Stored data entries
+ + + + + + +

impl Verdict {
    /// Placeholder verdict stored while a debate is still running.
    pub fn placeholder() -> Self {
        Self {
            emotional_score: 0,
            logical_score: 0,
            winner: Winner::Tie,
            reasoning: "Pending: debate is still in progress; a detailed verdict will appear when all rounds finish.".to_string(),
            criteria_scores: CriteriaScores::zero(),
        }
    }
}

/// How a verdict was obtained from raw judge output.
#[derive(Debug, Clone, Copy, PartialEq, Eq, Serialize, Deserialize)]
#[serde(rename_all = "snake_case")]
pub enum Provenance {
    /// The candidate object parsed as-is.
    CleanParse,
    /// Parsed only after trailing-comma repair.
    Repaired,
    /// Reconstructed from regex scans; degraded confidence.
    Heuristic,
}

impl Provenance {
    pub fn is_heuristic(self) -> bool {
        matches!(self, Self::Heuristic)
    }
}

impl std::fmt::Display for Provenance {
    fn fmt(&self, f: &mut std::fmt::Formatter<'_>) -> std::fmt::Result {
        match self {
            Self::CleanParse => write!(f, "clean_parse"),
            Self::Repaired => write!(f, "repaired"),
            Self::Heuristic => write!(f, "heuristic"),
        }
    }
}

/// A verdict together with its extraction provenance.
#[derive(Debug, Clone)]
pub struct Extraction {
    pub verdict: Verdict,
    pub provenance: Provenance,
    /// Whether both overall scores were genuine JSON integers in the
    /// decoded object (not coerced, defaulted, or regex-recovered).
    /// Gates adoption of a repaired verdict over an earlier one.
    pub integer_scores: bool,
}

/// Extract a verdict from raw judge output. Total: never fails, always
/// returns in-range scores and a valid winner.
pub fn extract(raw: &str) -> Extraction {
    let cleaned = strip_fences(raw);
    let candidate = extract_first_object(&cleaned).unwrap_or(&cleaned);

    match parse_object(candidate) {
        Some((map, provenance)) => Extraction {
            integer_scores: is_integer(map.get("emotional_score"))
                && is_integer(map.get("logical_score")),
            verdict: normalize_object(&map),
            provenance,
        },
        None => {
            error!("verdict JSON parse failed; applying heuristic extraction");
            Extraction {
                verdict: heuristic(&cleaned),
                provenance: Provenance::Heuristic,
                integer_scores: false,
            }
        }
    }
}

fn is_integer(value: Option<&Value>) -> bool {
    matches!(value, Some(Value::Number(n)) if n.as_i64().is_some() || n.as_u64().is_some())
}

/// Find the first balanced `{…}` substring, skipping braces inside string
/// literals (quote and escape state tracked character by character).
fn extract_first_object(s: &str) -> Option<&str> {
    let start = s.find('{')?;
    let mut depth = 0usize;
    let mut in_str = false;
    let mut esc = false;
    for (offset, ch) in s[start..].char_indices() {
        if in_str {
            if esc {
                esc = false;
            } else if ch == '\\' {
                esc = true;
            } else if ch == '"' {
                in_str = false;
            }
            continue;
        }
        match ch {
            '"' => in_str = true,
            '{' => depth += 1,
            '}' => {
                depth -= 1;
                if depth == 0 {
                    return Some(&s[start..start + offset + 1]);
                }
            }
            _ => {}
        }
    }
    None
}

/// Strict parse, then one reparse after removing trailing commas before a
/// closing brace or bracket.
fn parse_object(candidate: &str) -> Option<(Map<String, Value>, Provenance)> {
    if let Ok(Value::Object(map)) = serde_json::from_str::<Value>(candidate) {
        return Some((map, Provenance::CleanParse));
    }
    let repaired = trailing_comma_re().replace_all(candidate, "$1");
    if let Ok(Value::Object(map)) = serde_json::from_str::<Value>(&repaired) {
        return Some((map, Provenance::Repaired));
    }
    None
}

/// Coerce a JSON value into an integer score clamped to [0, max].
/// Accepts integers, floats (rounded), and numeric strings.
fn clamp_score(value: Option<&Value>, max: i64) -> u8 {
    let n = match value {
        Some(Value::Number(n)) => n
            .as_i64()
            .or_else(|| n.as_f64().map(|f| f.round() as i64))
            .unwrap_or(0),
        Some(Value::String(s)) => s.trim().parse::<i64>().unwrap_or(0),
        _ => 0,
    };
    n.clamp(0, max) as u8
}

/// Normalize a parsed JSON object into a typed verdict.
///
/// Winner reconciliation: a declared winner that is one of the three valid
/// tokens is trusted even when the scores disagree; an invalid or missing
/// winner is recomputed from the clamped scores.
fn normalize_object(map: &Map<String, Value>) -> Verdict {
    let emotional_score = clamp_score(map.get("emotional_score"), 100);
    let logical_score = clamp_score(map.get("logical_score"), 100);

    let winner = match map.get("winner").and_then(Value::as_str) {
        Some(token) => match token.trim().to_ascii_lowercase().as_str() {
            "emotional" => Winner::Emotional,
            "logical" => Winner::Logical,
            "tie" => Winner::Tie,
            _ => Winner::from_scores(emotional_score, logical_score),
        },
        None => Winner::from_scores(emotional_score, logical_score),
    };

    let reasoning = match map.get("reasoning") {
        Some(Value::String(s)) => s.clone(),
        Some(Value::Null) | None => String::new(),
        Some(other) => other.to_string(),
    };

    let criteria = map.get("criteria_scores");
    let sub = |key: &str| clamp_score(criteria.and_then(|c| c.get(key)), 20);
    let criteria_scores = CriteriaScores {
        relevance: sub("relevance"),
        coherence: sub("coherence"),
        evidence: sub("evidence"),
        persuasiveness: sub("persuasiveness"),
        rebuttal: sub("rebuttal"),
    };

    Verdict {
        emotional_score,
        logical_score,
        winner,
        reasoning,
        criteria_scores,
    }
}
//! Bounded retry with linear backoff.
//!
//! Shared by the Ollama client (transport attempts), the per-round lawyer
//! calls, and the judge call. Delay grows linearly with the attempt index;
//! after the budget is spent the last error is returned to the caller,
//! which decides whether it is terminal.

use std::future::Future;
use std::time::Duration;

use tracing::error;

/// Run `op` up to `attempts` times, sleeping `backoff_base * attempt_index`
/// between failures. `attempts` is clamped to at least 1.
pub async fn with_retry<T, E, F, Fut>(
    label: &str,
    attempts: u32,
    backoff_base: Duration,
    mut op: F,
) -> Result<T, E>
where
    F: FnMut() -> Fut,
    Fut: Future<Output = Result<T, E>>,
    E: std::fmt::Display,
{
    let attempts = attempts.max(1);
    let mut last_err = None;
    for attempt in 1..=attempts {
        match op().await {
            Ok(value) => return Ok(value),
            Err(e) => {
                error!("{} failed (attempt {}/{}): {}", label, attempt, attempts, e);
                last_err = Some(e);
                if attempt < attempts {
                    tokio::time::sleep(backoff_base * attempt).await;
                }
            }
        }
    }
    // The loop ran at least once, so an error was recorded.
    Err(last_err.expect("retry loop recorded an error"))
}

#[cfg(test)]
mod tests {
    use super::*;
    use std::sync::atomic::{AtomicU32, Ordering};

    const FAST: Duration = Duration::from_millis(1);

    #[tokio::test]
    async fn test_first_attempt_success() {
        let calls = AtomicU32::new(0);
        let result: Result<u32, String> = with_retry("op", 3, FAST, || {
            calls.fetch_add(1, Ordering::SeqCst);
            async { Ok(7) }
        })
        .await;
        assert_eq!(result.unwrap(), 7);
        assert_eq!(calls.load(Ordering::SeqCst), 1);
    }

    #[tokio::test]
    async fn test_succeeds_after_failures() {
        let calls = AtomicU32::new(0);
        let result: Result<u32, String> = with_retry("op", 3, FAST, || {
            let n = calls.fetch_add(1, Ordering::SeqCst);
            async move {
                if n < 2 {
                    Err(format!("transient {}", n))
                } else {
                    Ok(42)
                }
            }
        })
        .await;
        assert_eq!(result.unwrap(), 42);
        assert_eq!(calls.load(Ordering::SeqCst), 3);
    }

    #[tokio::test]
    async fn test_budget_exhausted_returns_last_error() {
        let calls = AtomicU32::new(0);
        let result: Result<u32, String> = with_retry("op", 3, FAST, || {
            let n = calls.fetch_add(1, Ordering::SeqCst);
            async move { Err(format!("failure {}", n)) }
        })
        .await;
        assert_eq!(result.unwrap_err(), "failure 2");
        assert_eq!(calls.load(Ordering::SeqCst), 3);
    }

    #[tokio::test]
    async fn test_zero_attempts_clamped_to_one() {
        let calls = AtomicU32::new(0);
        let result: Result<u32, String> = with_retry("op", 0, FAST, || {
            calls.fetch_add(1, Ordering::SeqCst);
            async { Ok(1) }
        })
        .await;
        assert_eq!(result.unwrap(), 1);
        assert_eq!(calls.load(Ordering::SeqCst), 1);
    }
}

+ + + + + + +

Some lines of the records above contain the word "CriteriaScores". How many are there? Reply with the number alone.

2